What the task requires: In the data below, find every line that has the string "GcpRestClient", and copy it.

Dataset entries:

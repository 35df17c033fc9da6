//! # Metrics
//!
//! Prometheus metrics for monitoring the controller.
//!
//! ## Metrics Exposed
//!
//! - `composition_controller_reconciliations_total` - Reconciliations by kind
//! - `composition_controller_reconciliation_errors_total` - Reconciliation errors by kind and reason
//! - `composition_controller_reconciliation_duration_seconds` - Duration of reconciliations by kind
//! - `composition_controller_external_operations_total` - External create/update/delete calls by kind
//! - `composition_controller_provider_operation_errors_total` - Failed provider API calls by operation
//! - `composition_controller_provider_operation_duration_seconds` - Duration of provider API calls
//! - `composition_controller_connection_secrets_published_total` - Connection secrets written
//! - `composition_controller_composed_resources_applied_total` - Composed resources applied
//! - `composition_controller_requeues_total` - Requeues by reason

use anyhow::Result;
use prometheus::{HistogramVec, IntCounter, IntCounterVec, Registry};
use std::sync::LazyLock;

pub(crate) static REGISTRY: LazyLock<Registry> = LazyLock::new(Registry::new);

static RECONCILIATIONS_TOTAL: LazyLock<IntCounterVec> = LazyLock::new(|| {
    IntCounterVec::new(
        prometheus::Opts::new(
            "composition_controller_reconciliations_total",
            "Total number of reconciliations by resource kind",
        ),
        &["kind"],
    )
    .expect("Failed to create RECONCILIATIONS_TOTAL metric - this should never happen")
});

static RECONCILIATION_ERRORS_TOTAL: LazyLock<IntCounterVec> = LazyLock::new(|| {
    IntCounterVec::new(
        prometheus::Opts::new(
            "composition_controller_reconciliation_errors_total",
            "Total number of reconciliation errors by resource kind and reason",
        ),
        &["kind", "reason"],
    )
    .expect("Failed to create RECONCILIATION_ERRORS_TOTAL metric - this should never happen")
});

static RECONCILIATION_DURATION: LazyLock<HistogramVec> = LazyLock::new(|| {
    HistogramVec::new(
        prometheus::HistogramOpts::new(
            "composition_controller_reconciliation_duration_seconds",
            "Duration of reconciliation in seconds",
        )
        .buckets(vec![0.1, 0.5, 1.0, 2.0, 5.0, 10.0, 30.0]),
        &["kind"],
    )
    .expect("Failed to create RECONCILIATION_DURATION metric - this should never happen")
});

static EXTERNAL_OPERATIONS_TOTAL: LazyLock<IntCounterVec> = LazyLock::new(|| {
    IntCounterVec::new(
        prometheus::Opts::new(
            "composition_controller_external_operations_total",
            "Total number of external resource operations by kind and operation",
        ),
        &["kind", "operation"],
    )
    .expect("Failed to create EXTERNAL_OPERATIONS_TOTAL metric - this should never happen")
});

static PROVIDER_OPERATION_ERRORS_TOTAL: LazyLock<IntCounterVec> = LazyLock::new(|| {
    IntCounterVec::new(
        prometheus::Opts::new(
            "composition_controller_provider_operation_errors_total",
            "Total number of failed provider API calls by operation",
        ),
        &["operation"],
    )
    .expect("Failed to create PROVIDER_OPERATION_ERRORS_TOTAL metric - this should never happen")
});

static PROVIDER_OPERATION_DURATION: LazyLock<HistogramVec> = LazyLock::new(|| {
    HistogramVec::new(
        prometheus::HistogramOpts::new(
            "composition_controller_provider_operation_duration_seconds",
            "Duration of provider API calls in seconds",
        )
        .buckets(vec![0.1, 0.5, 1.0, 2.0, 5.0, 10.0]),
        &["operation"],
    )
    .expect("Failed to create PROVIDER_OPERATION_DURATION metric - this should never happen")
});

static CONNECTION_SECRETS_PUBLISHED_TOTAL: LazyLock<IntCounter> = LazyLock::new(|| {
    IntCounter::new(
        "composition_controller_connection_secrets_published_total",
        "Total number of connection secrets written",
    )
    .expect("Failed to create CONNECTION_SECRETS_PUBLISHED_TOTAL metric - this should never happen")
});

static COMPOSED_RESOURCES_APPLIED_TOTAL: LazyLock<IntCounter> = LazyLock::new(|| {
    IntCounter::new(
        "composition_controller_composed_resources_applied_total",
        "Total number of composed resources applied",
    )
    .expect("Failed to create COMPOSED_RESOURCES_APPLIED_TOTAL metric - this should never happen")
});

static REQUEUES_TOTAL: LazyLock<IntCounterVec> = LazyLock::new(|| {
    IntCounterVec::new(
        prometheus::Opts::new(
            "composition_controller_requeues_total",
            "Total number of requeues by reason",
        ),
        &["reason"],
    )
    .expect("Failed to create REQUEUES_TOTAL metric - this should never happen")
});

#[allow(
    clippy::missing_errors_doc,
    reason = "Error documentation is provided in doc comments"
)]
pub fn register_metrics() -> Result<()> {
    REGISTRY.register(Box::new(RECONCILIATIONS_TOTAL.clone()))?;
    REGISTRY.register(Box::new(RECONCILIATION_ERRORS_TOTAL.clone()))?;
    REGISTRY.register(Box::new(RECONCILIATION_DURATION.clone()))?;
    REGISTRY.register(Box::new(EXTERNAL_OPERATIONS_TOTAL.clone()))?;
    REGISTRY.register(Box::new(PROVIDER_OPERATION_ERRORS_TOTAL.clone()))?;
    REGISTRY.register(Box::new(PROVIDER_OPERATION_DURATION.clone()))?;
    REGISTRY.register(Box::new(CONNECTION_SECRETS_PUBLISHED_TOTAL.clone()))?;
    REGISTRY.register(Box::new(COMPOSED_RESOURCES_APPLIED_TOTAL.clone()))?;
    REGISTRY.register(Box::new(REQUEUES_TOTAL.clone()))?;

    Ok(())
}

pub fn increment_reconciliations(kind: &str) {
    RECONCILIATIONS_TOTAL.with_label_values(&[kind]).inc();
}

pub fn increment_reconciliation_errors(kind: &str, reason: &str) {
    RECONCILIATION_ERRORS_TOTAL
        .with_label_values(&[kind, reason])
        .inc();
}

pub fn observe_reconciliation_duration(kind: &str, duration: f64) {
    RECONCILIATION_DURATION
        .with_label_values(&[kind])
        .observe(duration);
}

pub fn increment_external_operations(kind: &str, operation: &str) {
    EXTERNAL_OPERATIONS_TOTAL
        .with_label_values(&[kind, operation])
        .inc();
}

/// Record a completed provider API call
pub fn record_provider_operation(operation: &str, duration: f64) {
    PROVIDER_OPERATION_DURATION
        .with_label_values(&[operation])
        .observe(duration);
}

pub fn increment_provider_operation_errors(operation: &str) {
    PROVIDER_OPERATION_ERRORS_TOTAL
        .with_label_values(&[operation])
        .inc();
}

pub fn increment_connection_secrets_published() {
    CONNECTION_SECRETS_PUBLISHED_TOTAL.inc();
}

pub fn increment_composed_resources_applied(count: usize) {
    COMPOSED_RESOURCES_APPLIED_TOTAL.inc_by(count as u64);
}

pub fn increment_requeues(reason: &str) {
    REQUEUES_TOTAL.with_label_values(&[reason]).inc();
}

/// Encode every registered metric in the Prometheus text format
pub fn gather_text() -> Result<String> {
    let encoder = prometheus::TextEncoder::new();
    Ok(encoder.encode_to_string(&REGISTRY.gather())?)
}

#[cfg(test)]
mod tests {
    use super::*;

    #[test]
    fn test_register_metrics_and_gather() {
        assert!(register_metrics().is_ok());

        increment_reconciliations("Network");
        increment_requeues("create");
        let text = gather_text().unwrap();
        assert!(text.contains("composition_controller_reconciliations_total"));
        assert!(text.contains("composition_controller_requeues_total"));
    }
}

...

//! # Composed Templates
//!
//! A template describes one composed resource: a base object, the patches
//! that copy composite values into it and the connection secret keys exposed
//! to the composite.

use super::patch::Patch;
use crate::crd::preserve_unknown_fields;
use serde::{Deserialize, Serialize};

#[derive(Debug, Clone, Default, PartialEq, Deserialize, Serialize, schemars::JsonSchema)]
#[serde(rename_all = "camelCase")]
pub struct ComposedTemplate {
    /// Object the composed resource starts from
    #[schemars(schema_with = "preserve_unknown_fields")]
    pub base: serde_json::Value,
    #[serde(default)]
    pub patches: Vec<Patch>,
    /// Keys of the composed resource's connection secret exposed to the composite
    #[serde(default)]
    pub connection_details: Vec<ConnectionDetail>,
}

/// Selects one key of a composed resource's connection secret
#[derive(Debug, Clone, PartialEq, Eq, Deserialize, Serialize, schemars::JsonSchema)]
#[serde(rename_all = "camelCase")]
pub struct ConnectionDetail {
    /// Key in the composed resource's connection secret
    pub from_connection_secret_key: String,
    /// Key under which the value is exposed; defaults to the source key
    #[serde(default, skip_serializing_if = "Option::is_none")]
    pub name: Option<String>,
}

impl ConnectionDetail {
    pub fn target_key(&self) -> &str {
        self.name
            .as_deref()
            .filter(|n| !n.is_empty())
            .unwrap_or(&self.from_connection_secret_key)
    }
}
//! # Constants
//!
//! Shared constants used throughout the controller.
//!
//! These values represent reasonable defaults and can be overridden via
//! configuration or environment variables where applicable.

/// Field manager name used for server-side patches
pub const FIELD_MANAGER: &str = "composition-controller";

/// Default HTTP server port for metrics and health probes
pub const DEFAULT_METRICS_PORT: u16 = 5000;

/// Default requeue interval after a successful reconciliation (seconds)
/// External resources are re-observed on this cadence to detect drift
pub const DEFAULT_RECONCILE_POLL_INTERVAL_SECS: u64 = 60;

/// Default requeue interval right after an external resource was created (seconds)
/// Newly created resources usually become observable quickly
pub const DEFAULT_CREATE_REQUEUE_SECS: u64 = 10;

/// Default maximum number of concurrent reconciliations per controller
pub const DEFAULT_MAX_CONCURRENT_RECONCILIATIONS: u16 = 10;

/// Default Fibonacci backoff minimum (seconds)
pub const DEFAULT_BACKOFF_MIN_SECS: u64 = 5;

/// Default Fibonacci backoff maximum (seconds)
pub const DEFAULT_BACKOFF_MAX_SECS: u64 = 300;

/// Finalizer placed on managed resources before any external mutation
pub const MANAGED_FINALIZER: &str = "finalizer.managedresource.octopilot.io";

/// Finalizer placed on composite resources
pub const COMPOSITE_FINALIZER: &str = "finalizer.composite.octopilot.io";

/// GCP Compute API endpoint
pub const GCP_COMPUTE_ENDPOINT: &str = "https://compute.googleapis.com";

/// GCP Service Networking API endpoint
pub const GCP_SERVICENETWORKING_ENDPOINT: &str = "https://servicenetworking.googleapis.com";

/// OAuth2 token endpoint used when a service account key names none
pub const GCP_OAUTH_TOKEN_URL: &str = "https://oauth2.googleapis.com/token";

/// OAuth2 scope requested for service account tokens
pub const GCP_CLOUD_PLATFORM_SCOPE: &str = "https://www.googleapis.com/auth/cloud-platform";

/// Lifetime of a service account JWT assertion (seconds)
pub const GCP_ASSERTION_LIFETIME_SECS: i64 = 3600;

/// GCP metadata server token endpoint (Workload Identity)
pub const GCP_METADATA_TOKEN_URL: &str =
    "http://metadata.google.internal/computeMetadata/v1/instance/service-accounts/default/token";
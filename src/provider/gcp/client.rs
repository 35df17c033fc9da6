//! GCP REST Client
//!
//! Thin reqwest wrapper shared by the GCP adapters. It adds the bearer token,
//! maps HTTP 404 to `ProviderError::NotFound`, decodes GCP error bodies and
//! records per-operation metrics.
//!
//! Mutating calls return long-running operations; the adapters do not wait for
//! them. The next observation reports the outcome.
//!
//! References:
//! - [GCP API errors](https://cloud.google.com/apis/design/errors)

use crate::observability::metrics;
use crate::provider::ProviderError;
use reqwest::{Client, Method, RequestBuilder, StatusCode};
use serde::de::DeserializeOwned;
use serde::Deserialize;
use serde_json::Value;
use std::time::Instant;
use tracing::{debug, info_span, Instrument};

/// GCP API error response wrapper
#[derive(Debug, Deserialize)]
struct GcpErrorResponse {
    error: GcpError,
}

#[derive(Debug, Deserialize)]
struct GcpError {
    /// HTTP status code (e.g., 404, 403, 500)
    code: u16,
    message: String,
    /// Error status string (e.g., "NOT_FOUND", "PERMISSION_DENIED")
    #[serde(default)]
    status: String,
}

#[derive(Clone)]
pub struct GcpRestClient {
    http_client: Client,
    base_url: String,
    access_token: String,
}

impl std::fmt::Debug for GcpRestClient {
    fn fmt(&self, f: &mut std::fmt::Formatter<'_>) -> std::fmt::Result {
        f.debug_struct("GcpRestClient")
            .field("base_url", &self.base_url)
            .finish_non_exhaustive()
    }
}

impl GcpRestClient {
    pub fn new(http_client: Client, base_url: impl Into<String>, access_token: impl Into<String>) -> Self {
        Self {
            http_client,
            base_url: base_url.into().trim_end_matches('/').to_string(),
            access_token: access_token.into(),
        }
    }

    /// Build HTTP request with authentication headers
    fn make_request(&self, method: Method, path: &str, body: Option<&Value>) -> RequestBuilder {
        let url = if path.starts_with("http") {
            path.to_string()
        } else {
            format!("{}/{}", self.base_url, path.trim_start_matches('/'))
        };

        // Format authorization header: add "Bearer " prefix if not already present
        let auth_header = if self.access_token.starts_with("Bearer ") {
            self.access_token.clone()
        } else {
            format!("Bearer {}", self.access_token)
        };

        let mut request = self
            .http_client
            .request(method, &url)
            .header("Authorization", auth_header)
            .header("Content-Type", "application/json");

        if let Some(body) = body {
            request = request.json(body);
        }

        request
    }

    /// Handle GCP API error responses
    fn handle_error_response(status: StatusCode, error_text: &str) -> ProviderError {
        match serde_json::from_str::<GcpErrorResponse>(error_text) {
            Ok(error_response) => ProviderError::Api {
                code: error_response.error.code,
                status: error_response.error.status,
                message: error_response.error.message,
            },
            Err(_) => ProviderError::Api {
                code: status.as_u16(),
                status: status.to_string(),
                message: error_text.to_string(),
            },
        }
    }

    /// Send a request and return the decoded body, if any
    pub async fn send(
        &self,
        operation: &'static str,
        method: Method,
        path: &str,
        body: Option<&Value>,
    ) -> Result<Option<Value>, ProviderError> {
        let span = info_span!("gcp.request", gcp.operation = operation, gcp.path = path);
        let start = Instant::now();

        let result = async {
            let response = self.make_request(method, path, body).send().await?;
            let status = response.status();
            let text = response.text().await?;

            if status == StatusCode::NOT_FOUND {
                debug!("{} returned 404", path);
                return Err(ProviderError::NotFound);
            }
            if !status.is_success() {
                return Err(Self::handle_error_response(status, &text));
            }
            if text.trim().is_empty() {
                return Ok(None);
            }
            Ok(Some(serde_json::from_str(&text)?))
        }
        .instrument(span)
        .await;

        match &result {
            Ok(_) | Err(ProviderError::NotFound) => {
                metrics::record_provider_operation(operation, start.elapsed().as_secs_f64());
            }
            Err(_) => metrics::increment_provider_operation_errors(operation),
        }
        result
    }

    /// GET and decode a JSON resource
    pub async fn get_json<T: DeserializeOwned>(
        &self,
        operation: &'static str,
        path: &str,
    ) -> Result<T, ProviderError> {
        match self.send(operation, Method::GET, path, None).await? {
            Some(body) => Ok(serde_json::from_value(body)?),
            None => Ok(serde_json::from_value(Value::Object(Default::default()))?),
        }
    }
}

Task result:
pub struct GcpRestClient {
impl std::fmt::Debug for GcpRestClient {
        f.debug_struct("GcpRestClient")
impl GcpRestClient {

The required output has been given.